- Single-stranded DNA (ssDNA) is a DNA molecule that consists of only one of the two complementary strands that form the typical double helix structure of DNA.
- Unlike double-stranded DNA (dsDNA), which exists in the familiar B-form double helix with base pairing between adenine and thymine, and between cytosine and guanine, ssDNA contains unpaired nucleotide bases and lacks this stable, helical form. This structural difference gives ssDNA distinct biochemical and physical properties, such as increased flexibility and susceptibility to nucleases, especially exonucleases that degrade single-stranded molecules.

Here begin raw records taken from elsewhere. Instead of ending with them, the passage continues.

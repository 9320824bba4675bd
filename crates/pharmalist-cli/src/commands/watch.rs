//! Watch command: re-fetch lists until interrupted.

use super::Session;
use crate::cli::WatchArgs;
use crate::error::Result;
use crate::output::Formatter;
use pharmalist_sdk::ListPoller;
use std::time::Duration;
use tokio::sync::mpsc;
use tracing::debug;

/// Execute the watch command.
pub async fn execute_watch(args: WatchArgs, session: &Session, formatter: &Formatter) -> Result<()> {
    let interval = args
        .interval
        .map(|secs| Duration::from_secs(secs.max(1)))
        .unwrap_or(session.poll_interval);
    let domain = args.domain.or(session.domain);

    println!(
        "{}",
        formatter.info(&format!(
            "Refreshing every {}s, press Ctrl-C to stop",
            interval.as_secs()
        ))
    );

    let (tx, mut rx) = mpsc::unbounded_channel();
    let handle = ListPoller::new(session.service.clone())
        .in_domain(domain)
        .every(interval)
        .start(move |result| {
            let _ = tx.send(result);
        });

    loop {
        tokio::select! {
            _ = tokio::signal::ctrl_c() => break,
            received = rx.recv() => match received {
                Some(Ok(lists)) => println!("{}", formatter.format_lists(&lists)?),
                Some(Err(e)) => eprintln!("{}", formatter.error(&e.to_string())),
                None => break,
            },
        }
    }

    debug!("stopping list poller");
    handle.stop().await;
    Ok(())
}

- In living systems, ssDNA plays a crucial role in various biological processes. During DNA replication, for example, the double helix is unwound to produce ssDNA templates for the synthesis of new strands. This exposure of single strands is stabilized by proteins such as single-strand binding proteins (SSBs), which prevent premature reannealing and protect the ssDNA from enzymatic degradation. ssDNA intermediates are also central to homologous recombination and DNA repair mechanisms, where they help align homologous regions and facilitate strand exchange. Additionally, some viruses, such as parvoviruses and bacteriophage φX174, have genomes composed entirely of ssDNA, highlighting its viability as a stable genetic material under certain conditions.

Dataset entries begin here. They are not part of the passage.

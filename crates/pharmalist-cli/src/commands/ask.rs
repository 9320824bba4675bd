//! Ask command implementation.

use super::Session;
use crate::chat::{build_request, run_chat};
use crate::cli::AskArgs;
use crate::error::Result;
use crate::output::Formatter;

/// Execute the ask command.
///
/// Without a question this starts an interactive conversation.
pub async fn execute_ask(args: AskArgs, session: &Session, formatter: &Formatter) -> Result<()> {
    let domain = args.domain.or(session.domain);
    let question = args.question.join(" ");

    if question.trim().is_empty() {
        return run_chat(session, domain, formatter).await;
    }

    let answer = session
        .service
        .ask(build_request(question.trim(), domain, &[]))
        .await?;
    println!("{}", formatter.format_answer(&answer)?);
    Ok(())
}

- In biotechnology and molecular biology, ssDNA is widely used for a variety of applications. It serves as a primer in polymerase chain reaction (PCR) and DNA sequencing, as probes in hybridization-based assays, and as templates for techniques such as site-directed mutagenesis. ssDNA oligonucleotides are also critical components of antisense therapies, aptamer design, and CRISPR-based genome editing tools. Furthermore, synthetic ssDNA constructs are central to nanotechnology approaches, including DNA origami, where the predictable base pairing of nucleotides is exploited to fold DNA into intricate three-dimensional structures.
- Despite its utility, ssDNA is inherently less stable than dsDNA due to the lack of complementary base pairing, which contributes to a higher tendency for secondary structure formation, such as hairpins or loops, through intramolecular interactions. These structures can interfere with enzymatic processes like replication and transcription. However, this very property is sometimes harnessed to design functional nucleic acid structures with specific shapes and activities.